Problem to work on
Please restate the listing below in full, word for word.

Provided material

>>>>>

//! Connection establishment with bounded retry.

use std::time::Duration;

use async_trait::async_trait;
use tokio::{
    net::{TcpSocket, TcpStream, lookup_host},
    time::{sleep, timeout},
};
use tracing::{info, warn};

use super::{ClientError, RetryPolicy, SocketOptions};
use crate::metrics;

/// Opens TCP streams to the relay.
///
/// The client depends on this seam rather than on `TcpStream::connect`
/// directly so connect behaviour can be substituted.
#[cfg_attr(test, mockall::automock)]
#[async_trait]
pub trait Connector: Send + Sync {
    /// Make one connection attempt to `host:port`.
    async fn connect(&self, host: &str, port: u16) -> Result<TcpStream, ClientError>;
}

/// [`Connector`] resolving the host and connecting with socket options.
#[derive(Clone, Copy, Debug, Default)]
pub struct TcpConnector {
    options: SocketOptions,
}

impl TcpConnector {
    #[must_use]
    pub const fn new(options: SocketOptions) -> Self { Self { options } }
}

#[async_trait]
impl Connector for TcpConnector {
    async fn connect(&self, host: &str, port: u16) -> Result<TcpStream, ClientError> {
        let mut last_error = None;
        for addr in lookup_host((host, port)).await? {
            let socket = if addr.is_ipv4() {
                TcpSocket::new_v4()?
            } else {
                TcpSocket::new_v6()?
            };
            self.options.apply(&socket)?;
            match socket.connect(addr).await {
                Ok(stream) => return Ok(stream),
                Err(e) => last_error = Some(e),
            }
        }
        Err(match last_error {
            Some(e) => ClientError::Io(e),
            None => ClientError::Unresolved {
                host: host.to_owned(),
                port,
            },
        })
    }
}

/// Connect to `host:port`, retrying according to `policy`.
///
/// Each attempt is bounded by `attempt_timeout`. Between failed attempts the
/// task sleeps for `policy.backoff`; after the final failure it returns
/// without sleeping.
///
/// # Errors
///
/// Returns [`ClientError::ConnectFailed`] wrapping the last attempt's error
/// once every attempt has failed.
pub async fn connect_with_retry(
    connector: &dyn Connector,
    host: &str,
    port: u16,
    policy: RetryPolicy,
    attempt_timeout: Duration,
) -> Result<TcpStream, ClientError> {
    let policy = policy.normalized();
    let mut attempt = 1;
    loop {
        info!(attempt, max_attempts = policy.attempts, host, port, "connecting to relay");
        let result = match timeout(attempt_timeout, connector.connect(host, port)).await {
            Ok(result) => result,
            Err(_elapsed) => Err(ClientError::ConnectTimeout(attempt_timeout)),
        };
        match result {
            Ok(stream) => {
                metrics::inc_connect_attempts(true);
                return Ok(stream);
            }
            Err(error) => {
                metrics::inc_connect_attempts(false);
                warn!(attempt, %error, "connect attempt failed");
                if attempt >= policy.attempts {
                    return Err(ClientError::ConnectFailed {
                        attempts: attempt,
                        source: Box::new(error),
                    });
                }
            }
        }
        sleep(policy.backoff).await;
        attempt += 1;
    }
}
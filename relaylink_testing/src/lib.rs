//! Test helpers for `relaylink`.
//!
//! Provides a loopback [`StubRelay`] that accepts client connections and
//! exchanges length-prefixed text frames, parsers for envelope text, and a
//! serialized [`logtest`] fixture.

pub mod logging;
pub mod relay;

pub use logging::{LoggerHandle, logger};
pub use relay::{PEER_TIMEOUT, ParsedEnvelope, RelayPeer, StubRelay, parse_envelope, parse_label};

<<<<<

Your response
//! Connection establishment with bounded retry.

use std::time::Duration;

use async_trait::async_trait;
use tokio::{
    net::{TcpSocket, TcpStream, lookup_host},
    time::{sleep, timeout},
};
use tracing::{info, warn};

use super::{ClientError, RetryPolicy, SocketOptions};
use crate::metrics;

/// Opens TCP streams to the relay.
///
/// The client depends on this seam rather than on `TcpStream::connect`
/// directly so connect behaviour can be substituted.
#[cfg_attr(test, mockall::automock)]
#[async_trait]
pub trait Connector: Send + Sync {
    /// Make one connection attempt to `host:port`.
    async fn connect(&self, host: &str, port: u16) -> Result<TcpStream, ClientError>;
}

/// [`Connector`] resolving the host and connecting with socket options.
#[derive(Clone, Copy, Debug, Default)]
pub struct TcpConnector {
    options: SocketOptions,
}

impl TcpConnector {
    #[must_use]
    pub const fn new(options: SocketOptions) -> Self { Self { options } }
}

#[async_trait]
impl Connector for TcpConnector {
    async fn connect(&self, host: &str, port: u16) -> Result<TcpStream, ClientError> {
        let mut last_error = None;
        for addr in lookup_host((host, port)).await? {
            let socket = if addr.is_ipv4() {
                TcpSocket::new_v4()?
            } else {
                TcpSocket::new_v6()?
            };
            self.options.apply(&socket)?;
            match socket.connect(addr).await {
                Ok(stream) => return Ok(stream),
                Err(e) => last_error = Some(e),
            }
        }
        Err(match last_error {
            Some(e) => ClientError::Io(e),
            None => ClientError::Unresolved {
                host: host.to_owned(),
                port,
            },
        })
    }
}

/// Connect to `host:port`, retrying according to `policy`.
///
/// Each attempt is bounded by `attempt_timeout`. Between failed attempts the
/// task sleeps for `policy.backoff`; after the final failure it returns
/// without sleeping.
///
/// # Errors
///
/// Returns [`ClientError::ConnectFailed`] wrapping the last attempt's error
/// once every attempt has failed.
pub async fn connect_with_retry(
    connector: &dyn Connector,
    host: &str,
    port: u16,
    policy: RetryPolicy,
    attempt_timeout: Duration,
) -> Result<TcpStream, ClientError> {
    let policy = policy.normalized();
    let mut attempt = 1;
    loop {
        info!(attempt, max_attempts = policy.attempts, host, port, "connecting to relay");
        let result = match timeout(attempt_timeout, connector.connect(host, port)).await {
            Ok(result) => result,
            Err(_elapsed) => Err(ClientError::ConnectTimeout(attempt_timeout)),
        };
        match result {
            Ok(stream) => {
                metrics::inc_connect_attempts(true);
                return Ok(stream);
            }
            Err(error) => {
                metrics::inc_connect_attempts(false);
                warn!(attempt, %error, "connect attempt failed");
                if attempt >= policy.attempts {
                    return Err(ClientError::ConnectFailed {
                        attempts: attempt,
                        source: Box::new(error),
                    });
                }
            }
        }
        sleep(policy.backoff).await;
        attempt += 1;
    }
}
filename relaylink_testing/src/lib.rs
//! Test helpers for `relaylink`.
//!
//! Provides a loopback [`StubRelay`] that accepts client connections and
//! exchanges length-prefixed text frames, parsers for envelope text, and a
//! serialized [`logtest`] fixture.

pub mod logging;
pub mod relay;

pub use logging::{LoggerHandle, logger};
pub use relay::{PEER_TIMEOUT, ParsedEnvelope, RelayPeer, StubRelay, parse_envelope, parse_label};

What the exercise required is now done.